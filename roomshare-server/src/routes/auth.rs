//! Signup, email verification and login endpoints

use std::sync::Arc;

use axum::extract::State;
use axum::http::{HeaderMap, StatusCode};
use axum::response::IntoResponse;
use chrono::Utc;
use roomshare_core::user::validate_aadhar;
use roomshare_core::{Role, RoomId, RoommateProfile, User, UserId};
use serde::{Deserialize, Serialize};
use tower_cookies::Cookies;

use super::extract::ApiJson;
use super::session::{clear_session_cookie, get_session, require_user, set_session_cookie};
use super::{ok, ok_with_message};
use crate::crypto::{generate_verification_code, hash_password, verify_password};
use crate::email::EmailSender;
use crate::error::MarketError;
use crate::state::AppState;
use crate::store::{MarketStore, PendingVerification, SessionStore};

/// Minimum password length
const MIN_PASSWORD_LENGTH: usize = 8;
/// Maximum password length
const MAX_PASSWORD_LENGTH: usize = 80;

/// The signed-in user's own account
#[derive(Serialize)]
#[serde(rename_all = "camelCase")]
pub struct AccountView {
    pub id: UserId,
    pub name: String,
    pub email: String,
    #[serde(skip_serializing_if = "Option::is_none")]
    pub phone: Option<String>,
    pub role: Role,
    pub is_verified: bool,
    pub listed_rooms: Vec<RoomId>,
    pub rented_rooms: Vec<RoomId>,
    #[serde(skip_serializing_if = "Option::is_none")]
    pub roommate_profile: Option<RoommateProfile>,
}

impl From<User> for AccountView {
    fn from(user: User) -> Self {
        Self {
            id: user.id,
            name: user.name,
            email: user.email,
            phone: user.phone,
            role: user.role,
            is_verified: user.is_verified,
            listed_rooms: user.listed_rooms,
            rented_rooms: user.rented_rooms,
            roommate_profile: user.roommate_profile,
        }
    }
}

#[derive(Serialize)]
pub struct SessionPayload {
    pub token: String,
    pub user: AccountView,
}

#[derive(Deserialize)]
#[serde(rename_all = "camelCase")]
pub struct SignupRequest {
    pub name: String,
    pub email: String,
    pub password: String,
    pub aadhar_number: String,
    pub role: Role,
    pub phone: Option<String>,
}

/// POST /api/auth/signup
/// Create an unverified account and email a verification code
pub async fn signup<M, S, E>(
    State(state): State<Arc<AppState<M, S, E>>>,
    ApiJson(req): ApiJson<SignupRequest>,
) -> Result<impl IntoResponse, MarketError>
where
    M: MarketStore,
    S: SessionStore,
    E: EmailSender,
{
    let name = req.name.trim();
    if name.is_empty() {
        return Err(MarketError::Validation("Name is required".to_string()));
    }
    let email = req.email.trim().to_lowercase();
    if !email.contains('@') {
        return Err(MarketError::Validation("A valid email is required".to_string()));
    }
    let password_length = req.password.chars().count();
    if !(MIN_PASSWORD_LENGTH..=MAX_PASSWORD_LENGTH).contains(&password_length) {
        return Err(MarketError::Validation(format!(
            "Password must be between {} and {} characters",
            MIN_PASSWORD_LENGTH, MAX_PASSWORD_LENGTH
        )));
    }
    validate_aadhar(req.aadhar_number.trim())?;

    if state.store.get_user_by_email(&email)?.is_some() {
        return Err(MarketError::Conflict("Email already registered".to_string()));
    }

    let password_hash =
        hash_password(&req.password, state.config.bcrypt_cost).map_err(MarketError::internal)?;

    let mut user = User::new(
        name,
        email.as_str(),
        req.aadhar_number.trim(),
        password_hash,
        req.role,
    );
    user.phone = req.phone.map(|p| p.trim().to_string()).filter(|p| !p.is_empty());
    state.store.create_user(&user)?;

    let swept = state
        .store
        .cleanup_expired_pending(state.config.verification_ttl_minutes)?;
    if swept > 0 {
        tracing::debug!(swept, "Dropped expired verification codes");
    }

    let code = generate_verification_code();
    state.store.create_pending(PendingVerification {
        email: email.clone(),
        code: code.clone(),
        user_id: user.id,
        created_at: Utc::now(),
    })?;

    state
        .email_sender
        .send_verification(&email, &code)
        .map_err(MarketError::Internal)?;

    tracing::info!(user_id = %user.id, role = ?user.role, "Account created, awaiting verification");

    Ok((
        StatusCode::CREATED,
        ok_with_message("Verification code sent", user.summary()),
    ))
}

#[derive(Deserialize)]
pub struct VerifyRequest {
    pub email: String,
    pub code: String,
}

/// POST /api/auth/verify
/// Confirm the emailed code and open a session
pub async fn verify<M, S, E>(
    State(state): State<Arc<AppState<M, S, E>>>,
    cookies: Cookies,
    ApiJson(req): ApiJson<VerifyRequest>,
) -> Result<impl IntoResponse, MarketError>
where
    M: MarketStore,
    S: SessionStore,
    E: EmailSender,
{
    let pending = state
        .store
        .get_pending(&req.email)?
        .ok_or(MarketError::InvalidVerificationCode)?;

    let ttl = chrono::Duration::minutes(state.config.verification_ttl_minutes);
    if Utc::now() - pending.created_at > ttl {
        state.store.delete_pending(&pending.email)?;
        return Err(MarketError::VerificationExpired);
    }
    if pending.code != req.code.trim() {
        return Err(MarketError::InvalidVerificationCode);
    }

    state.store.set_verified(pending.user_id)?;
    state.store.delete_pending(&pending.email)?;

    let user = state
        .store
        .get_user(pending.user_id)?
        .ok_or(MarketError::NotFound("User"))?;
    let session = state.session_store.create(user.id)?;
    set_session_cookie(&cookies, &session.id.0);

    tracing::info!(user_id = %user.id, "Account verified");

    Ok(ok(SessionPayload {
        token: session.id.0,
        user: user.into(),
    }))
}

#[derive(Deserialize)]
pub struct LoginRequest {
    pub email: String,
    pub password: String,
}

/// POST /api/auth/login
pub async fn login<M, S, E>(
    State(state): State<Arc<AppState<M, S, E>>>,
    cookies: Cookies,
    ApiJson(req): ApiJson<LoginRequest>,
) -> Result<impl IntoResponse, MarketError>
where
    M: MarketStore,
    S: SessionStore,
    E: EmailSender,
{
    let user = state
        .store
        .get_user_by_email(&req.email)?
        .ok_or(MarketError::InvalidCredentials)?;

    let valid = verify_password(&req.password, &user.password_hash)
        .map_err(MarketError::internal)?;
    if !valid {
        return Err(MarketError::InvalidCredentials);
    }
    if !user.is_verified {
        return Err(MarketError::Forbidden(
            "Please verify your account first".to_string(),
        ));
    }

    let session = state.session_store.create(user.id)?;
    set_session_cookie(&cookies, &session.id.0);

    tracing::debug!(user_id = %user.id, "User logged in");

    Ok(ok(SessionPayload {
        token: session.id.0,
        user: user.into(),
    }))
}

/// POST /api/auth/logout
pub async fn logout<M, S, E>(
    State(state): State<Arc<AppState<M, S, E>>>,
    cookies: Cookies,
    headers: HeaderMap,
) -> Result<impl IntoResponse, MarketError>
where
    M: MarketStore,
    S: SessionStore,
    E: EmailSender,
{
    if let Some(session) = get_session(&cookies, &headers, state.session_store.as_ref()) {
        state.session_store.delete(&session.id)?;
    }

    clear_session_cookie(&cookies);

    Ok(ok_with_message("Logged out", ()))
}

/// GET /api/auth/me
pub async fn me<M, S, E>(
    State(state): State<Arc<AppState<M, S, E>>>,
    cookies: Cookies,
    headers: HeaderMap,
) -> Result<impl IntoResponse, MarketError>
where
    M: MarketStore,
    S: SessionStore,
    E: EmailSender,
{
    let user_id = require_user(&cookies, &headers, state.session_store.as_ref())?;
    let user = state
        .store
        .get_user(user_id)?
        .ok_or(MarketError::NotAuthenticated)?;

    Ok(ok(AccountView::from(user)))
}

...

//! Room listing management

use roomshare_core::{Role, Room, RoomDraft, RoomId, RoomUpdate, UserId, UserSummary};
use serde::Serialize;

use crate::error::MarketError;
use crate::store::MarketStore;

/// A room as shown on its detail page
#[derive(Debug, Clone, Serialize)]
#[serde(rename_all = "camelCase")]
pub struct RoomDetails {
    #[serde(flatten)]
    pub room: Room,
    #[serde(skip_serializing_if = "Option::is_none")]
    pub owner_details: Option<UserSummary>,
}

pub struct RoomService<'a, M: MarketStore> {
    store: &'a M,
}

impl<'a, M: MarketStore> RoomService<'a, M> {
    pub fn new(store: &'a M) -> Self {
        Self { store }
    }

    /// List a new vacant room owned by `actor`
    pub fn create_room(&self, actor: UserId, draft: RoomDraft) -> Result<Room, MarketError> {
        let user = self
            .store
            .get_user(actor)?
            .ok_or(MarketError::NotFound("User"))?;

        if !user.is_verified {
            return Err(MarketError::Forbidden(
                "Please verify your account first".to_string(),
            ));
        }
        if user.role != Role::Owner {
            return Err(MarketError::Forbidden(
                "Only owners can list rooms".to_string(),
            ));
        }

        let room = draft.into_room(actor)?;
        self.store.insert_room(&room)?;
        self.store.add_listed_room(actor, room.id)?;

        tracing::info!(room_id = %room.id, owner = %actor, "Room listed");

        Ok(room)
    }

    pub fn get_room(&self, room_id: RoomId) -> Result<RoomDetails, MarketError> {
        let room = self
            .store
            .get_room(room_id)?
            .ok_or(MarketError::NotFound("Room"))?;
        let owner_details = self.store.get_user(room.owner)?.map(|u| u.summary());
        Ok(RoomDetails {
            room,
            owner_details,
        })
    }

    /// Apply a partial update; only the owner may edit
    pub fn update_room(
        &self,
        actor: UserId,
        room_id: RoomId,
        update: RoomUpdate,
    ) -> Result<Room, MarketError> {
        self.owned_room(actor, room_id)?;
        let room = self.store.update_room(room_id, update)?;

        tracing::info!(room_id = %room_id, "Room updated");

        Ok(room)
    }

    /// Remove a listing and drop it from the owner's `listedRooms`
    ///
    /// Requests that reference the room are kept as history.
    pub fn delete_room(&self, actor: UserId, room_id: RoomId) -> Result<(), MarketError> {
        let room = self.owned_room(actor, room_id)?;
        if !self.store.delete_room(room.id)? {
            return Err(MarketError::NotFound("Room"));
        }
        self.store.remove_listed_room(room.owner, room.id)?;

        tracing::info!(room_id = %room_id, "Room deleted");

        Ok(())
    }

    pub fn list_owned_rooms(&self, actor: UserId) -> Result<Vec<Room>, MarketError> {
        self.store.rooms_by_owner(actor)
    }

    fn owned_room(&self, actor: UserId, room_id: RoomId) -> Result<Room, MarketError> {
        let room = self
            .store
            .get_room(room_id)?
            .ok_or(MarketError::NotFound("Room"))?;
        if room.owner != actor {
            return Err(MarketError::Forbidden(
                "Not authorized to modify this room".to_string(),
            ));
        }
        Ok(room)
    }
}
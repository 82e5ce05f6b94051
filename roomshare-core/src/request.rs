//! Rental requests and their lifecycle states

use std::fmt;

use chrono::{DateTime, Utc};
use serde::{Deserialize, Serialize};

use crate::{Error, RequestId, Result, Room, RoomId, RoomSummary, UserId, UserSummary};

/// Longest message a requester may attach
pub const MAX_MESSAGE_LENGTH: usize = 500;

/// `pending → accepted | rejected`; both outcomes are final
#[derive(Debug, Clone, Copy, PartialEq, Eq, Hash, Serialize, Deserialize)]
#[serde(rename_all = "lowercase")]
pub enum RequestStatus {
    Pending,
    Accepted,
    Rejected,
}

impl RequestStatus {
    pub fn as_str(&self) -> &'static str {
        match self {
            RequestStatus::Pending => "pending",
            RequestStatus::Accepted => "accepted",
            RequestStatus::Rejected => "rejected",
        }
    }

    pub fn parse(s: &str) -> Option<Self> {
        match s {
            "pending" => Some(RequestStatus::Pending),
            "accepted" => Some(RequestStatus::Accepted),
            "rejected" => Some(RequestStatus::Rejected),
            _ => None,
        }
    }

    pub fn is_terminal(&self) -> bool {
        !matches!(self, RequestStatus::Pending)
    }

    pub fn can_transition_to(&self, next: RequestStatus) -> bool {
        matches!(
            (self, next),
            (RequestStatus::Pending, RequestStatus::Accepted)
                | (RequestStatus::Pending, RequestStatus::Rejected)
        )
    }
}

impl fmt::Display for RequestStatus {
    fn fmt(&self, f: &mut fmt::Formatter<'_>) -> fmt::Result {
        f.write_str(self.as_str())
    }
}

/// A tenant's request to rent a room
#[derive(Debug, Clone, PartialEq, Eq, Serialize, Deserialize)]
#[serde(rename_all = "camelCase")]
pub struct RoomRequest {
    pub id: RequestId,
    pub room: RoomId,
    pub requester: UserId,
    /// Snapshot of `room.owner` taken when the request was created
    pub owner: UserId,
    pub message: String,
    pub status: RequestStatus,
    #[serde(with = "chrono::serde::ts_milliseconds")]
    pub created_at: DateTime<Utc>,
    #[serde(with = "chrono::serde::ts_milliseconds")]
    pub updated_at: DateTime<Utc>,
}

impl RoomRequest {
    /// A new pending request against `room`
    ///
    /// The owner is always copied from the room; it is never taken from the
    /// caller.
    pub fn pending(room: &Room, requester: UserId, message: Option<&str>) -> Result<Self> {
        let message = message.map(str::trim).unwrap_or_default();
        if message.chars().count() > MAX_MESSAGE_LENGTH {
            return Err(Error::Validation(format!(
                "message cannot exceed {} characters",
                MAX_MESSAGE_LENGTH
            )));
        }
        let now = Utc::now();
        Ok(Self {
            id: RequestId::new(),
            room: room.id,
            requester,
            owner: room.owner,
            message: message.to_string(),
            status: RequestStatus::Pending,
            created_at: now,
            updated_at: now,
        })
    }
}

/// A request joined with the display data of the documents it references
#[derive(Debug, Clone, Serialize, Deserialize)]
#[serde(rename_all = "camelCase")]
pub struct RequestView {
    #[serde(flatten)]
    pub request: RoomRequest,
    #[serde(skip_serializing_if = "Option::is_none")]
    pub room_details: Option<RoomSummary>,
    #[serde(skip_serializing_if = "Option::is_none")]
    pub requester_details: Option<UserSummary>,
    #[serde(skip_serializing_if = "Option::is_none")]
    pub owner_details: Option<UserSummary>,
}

* * *

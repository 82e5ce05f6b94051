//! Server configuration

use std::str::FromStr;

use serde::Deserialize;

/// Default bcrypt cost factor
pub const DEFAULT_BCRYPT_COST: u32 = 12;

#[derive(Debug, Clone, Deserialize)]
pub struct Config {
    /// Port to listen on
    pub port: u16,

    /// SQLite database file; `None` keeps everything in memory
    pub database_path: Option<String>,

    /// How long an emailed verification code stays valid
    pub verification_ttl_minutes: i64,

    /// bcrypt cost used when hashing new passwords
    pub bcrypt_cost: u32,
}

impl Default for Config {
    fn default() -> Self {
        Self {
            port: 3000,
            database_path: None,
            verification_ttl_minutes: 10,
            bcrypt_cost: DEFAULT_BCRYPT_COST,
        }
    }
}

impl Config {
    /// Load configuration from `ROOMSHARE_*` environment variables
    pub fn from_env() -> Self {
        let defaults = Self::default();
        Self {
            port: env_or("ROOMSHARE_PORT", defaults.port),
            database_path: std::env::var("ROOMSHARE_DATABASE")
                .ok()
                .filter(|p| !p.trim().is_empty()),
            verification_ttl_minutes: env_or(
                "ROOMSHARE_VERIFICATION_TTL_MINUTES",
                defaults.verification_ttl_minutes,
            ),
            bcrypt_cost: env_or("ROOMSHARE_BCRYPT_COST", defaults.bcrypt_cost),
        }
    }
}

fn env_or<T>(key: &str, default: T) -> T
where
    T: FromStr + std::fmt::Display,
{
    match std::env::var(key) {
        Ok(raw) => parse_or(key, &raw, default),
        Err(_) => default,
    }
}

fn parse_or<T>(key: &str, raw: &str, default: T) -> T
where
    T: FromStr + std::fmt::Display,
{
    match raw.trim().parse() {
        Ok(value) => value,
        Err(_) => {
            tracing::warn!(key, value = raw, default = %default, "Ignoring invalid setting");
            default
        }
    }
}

# [TASK ITEM]
Reproduce each line in the listing above that mentions the string "filter".

# [SOLUTION TO THIS TASK]
    user.phone = req.phone.map(|p| p.trim().to_string()).filter(|p| !p.is_empty());
                .filter(|p| !p.trim().is_empty()),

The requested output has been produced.